::: MATERIAL PROVIDED :::
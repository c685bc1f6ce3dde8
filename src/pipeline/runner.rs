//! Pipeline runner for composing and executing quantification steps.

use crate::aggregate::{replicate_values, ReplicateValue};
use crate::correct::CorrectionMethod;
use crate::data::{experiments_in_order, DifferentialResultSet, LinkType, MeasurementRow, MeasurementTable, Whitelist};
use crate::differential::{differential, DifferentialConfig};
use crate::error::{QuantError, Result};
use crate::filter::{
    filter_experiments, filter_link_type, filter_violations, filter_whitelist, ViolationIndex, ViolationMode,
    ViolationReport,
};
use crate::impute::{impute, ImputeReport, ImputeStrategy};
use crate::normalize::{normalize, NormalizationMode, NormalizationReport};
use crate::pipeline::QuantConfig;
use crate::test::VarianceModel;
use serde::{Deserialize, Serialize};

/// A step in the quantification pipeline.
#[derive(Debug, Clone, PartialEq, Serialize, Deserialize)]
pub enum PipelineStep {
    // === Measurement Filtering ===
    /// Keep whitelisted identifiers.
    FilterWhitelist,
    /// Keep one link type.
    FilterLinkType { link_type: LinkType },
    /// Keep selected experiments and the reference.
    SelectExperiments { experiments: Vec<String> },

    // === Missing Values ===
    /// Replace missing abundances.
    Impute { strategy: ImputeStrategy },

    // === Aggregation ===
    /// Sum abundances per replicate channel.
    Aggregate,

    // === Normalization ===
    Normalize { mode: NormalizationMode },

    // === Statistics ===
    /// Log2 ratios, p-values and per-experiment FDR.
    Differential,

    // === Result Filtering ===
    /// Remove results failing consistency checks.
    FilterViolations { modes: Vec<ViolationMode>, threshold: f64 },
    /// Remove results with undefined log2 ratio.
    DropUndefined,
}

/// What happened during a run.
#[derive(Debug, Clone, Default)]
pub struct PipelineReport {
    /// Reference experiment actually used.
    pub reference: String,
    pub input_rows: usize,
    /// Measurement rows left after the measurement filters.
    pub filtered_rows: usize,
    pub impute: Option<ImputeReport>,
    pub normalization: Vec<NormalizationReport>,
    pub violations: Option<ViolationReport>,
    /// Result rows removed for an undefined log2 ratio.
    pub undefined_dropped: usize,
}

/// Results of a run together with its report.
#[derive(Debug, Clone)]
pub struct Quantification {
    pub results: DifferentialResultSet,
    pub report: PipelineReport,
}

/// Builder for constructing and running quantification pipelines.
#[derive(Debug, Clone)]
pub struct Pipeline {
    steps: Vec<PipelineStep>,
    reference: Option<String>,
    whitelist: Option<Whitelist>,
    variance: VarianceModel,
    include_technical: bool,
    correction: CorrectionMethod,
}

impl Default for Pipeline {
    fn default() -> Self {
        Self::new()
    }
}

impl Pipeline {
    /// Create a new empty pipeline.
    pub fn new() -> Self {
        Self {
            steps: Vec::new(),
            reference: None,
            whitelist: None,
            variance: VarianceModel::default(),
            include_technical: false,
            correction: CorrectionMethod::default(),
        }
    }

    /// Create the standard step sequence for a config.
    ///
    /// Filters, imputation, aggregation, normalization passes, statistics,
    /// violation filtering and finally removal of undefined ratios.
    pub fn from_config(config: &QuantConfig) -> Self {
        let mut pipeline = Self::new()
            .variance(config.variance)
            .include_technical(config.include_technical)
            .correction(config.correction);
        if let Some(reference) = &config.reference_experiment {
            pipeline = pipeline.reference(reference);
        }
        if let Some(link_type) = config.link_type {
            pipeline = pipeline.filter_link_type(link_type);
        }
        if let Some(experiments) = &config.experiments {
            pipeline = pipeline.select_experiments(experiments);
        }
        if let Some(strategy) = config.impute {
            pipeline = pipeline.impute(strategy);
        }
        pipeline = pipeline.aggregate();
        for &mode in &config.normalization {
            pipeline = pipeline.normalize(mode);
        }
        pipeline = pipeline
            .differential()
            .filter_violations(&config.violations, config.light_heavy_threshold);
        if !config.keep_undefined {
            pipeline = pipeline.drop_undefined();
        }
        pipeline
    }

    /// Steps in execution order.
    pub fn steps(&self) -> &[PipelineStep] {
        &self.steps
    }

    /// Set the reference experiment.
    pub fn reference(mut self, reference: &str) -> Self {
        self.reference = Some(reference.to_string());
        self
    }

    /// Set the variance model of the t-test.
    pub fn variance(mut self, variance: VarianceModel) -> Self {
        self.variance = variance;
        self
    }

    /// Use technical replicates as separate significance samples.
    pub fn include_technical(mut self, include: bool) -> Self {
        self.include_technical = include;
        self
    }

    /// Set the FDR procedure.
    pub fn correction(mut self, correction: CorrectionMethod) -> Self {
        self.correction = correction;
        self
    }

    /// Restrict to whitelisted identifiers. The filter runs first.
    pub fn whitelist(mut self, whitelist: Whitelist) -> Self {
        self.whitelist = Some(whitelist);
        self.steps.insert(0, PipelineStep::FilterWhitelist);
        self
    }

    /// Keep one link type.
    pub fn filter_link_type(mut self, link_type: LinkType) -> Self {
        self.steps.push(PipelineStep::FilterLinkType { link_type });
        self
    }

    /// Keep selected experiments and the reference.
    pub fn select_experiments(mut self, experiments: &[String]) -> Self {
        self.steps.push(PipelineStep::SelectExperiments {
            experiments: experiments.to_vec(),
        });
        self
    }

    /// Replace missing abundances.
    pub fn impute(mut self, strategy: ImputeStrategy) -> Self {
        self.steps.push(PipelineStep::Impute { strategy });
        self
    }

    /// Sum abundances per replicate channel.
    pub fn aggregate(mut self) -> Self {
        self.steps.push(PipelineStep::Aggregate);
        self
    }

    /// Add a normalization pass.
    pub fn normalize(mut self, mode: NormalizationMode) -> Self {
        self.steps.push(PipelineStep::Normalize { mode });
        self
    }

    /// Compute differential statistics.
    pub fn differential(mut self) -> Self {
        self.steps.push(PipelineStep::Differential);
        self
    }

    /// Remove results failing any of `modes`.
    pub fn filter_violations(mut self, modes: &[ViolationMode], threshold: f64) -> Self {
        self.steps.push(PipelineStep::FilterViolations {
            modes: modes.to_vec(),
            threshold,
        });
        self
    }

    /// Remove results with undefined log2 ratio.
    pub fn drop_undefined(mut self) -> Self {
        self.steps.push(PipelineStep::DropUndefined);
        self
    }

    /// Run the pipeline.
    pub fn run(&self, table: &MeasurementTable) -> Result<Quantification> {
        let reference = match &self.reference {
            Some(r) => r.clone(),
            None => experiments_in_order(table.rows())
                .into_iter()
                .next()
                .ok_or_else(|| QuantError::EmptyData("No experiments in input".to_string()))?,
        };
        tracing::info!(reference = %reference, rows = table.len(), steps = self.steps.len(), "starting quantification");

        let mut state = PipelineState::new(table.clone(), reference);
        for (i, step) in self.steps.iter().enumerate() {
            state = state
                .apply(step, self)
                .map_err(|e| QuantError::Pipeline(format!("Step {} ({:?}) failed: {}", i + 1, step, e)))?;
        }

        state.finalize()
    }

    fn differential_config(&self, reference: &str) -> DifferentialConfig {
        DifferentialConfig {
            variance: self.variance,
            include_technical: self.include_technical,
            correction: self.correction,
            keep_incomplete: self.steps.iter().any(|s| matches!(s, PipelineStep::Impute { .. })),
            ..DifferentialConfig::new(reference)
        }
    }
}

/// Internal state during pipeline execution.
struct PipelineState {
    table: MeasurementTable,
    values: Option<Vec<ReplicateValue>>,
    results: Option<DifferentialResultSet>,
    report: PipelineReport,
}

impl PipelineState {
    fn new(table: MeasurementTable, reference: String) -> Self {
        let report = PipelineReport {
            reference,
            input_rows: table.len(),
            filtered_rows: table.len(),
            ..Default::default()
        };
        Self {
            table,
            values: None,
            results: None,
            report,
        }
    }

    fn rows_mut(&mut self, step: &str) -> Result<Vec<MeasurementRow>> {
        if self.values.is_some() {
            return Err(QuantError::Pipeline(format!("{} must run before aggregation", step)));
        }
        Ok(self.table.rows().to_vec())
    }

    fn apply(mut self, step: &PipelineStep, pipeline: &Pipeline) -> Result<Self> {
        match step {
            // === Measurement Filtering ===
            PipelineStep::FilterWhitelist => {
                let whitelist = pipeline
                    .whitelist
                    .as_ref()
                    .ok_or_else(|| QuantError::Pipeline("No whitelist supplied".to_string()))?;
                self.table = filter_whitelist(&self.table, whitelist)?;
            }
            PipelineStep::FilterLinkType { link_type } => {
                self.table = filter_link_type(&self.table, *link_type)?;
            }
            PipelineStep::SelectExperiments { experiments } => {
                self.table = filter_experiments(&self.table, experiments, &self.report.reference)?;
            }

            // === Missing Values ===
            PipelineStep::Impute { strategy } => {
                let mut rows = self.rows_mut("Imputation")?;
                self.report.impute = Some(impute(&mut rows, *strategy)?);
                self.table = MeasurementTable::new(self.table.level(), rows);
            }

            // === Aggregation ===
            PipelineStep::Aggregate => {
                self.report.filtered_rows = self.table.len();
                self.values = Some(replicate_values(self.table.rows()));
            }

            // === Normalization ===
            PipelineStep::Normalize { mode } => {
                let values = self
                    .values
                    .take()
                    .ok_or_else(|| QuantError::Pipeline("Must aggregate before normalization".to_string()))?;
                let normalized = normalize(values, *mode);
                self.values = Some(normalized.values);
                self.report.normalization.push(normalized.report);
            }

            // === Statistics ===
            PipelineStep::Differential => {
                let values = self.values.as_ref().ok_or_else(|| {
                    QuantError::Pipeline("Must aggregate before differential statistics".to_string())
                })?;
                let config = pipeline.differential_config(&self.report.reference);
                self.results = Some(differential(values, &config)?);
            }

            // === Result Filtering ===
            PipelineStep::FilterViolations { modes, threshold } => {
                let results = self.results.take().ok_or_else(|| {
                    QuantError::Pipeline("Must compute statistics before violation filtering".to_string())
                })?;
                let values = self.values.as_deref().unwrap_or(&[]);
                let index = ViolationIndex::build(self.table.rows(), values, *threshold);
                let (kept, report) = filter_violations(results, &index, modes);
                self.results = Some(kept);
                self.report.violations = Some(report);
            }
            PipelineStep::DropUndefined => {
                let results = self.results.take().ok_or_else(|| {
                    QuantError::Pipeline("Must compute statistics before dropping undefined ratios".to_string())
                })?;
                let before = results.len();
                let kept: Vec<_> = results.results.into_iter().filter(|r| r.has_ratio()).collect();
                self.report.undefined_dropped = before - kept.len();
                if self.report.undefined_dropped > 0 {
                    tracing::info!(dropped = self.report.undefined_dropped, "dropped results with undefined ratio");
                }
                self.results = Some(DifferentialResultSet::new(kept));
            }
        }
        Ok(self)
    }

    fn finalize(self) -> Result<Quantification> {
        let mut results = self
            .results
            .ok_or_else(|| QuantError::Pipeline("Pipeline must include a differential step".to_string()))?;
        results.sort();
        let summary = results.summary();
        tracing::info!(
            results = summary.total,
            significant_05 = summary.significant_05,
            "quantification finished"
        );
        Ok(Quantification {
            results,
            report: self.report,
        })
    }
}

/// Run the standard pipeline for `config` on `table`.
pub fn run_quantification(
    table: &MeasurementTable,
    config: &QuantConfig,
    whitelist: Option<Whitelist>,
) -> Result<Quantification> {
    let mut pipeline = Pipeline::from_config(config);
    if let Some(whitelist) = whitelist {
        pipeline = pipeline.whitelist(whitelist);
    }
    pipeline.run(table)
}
:::
# [REQUIRED ACTION]
Return each line of the entries that holds the string "FilterWhitelist".

# [RESPONSE AREA]
    FilterWhitelist,
        self.steps.insert(0, PipelineStep::FilterWhitelist);
            PipelineStep::FilterWhitelist => {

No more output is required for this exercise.